The chain rule is a fundamental concept in calculus that allows us to find the derivative of a composite function. A composite function is created when one function is nested inside another, such as in the example given where we have a cosine function wrapping around an inverse sine function.
To apply the chain rule, we need to:

• Identify the outer and inner functions.
• Find the derivative of the outer function with respect to its variable (often denoted as a substitution variable).
• Find the derivative of the inner function with respect to its variable.
• Multiply these derivatives together according to the chain rule formula: \(\frac{d}{dx}[f(g(x))] = f'(g(x)) \cdot g'(x)\).

In this exercise, we see the outer function as \(f(u) = \cos(u)\) and the inner function as \(g(w) = \sin^{-1}(2w)\). The derivatives are critical because they connect the changes occurring at different layers of the composite function. In our example, the derivatives are:

• Outer function: \(f'(u) = -\sin(u)\)
• Inner function: \(g'(w) = \frac{2}{\sqrt{1 - (2w)^2}}\)

These derivatives are combined by the chain rule to give the derivative of the entire function.
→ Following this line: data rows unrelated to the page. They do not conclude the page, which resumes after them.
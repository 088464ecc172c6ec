//! Logging setup.
//!
//! The crate logs through the `log` facade only. `init_logging` installs
//! `env_logger` for binaries and tests that want output.

mod init;

pub use init::{init_logging, LoggingConfig};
Understanding how each piece fits together is the backbone of mastering calculus and the chain rule is often the first step in unraveling the complexities of composite functions.

Inverse trigonometric functions provide angles corresponding to trigonometric ratios. Among them, \(\sin^{-1}(x)\) (also known as arcsine) gives the angle whose sine is \(x\). In calculus, finding the derivative of inverse trigonometric functions is crucial for solving problems involving rates of change.For \(\sin^{-1}(x)\), the derivative is given by:\[\frac{d}{dx}[\sin^{-1}(x)] = \frac{1}{\sqrt{1-x^2}}\]This formula reflects the rate at which the angle changes as the sine value changes.
In our problem, we take it a step further. The function inside the arcsine is scaled by 2, i.e., \(\sin^{-1}(2w)\). To find its derivative, we employ the chain rule. We adjust the standard derivative to account for this scaling: \[\frac{d}{dw}[\sin^{-1}(2w)] = \frac{2}{\sqrt{1-(2w)^2}}\]The factor of \(2\) comes from the derivative of the linear term \(2w\) with respect to \(w\). This adjustment is what makes calculus powerful in dealing with more complex expressions and nested functions. Understanding these derivatives is vital as they frequently appear in physics and engineering, where angles and rotations are key players.

Composite functions are combinations of two or more functions wherein one function's output becomes the input for another. In the given example, \(f(w) = \cos(\sin^{-1}(2w))\), the cosine function takes as input the result of the inverse sine function. The beauty of composite functions lies in their ability to represent more complex relationships between variables.When dealing with derivatives of composite functions, like in our example, the chain rule becomes invaluable. Each layer of the composition has its behavior described by its derivative:

• The outer function is influenced by the changes of the inner function.
• The derivative at any point depends on how both layers react to changes.

By understanding composite functions, we broaden our toolkit into a world where processes can be neatly broken down into simpler, manageable components. In essence, calculus provides the methods to dive deeper into these processes, revealing intricate details hidden within nested functions.Our work with \(\cos(\sin^{-1}(2w))\) illustrates these principles. It involves adjusting for both the nature of cosine and the special characteristics of arcsine, all scaled appropriately. By dissecting this composite function into its parts, we lay the groundwork to tackle even greater mathematical challenges.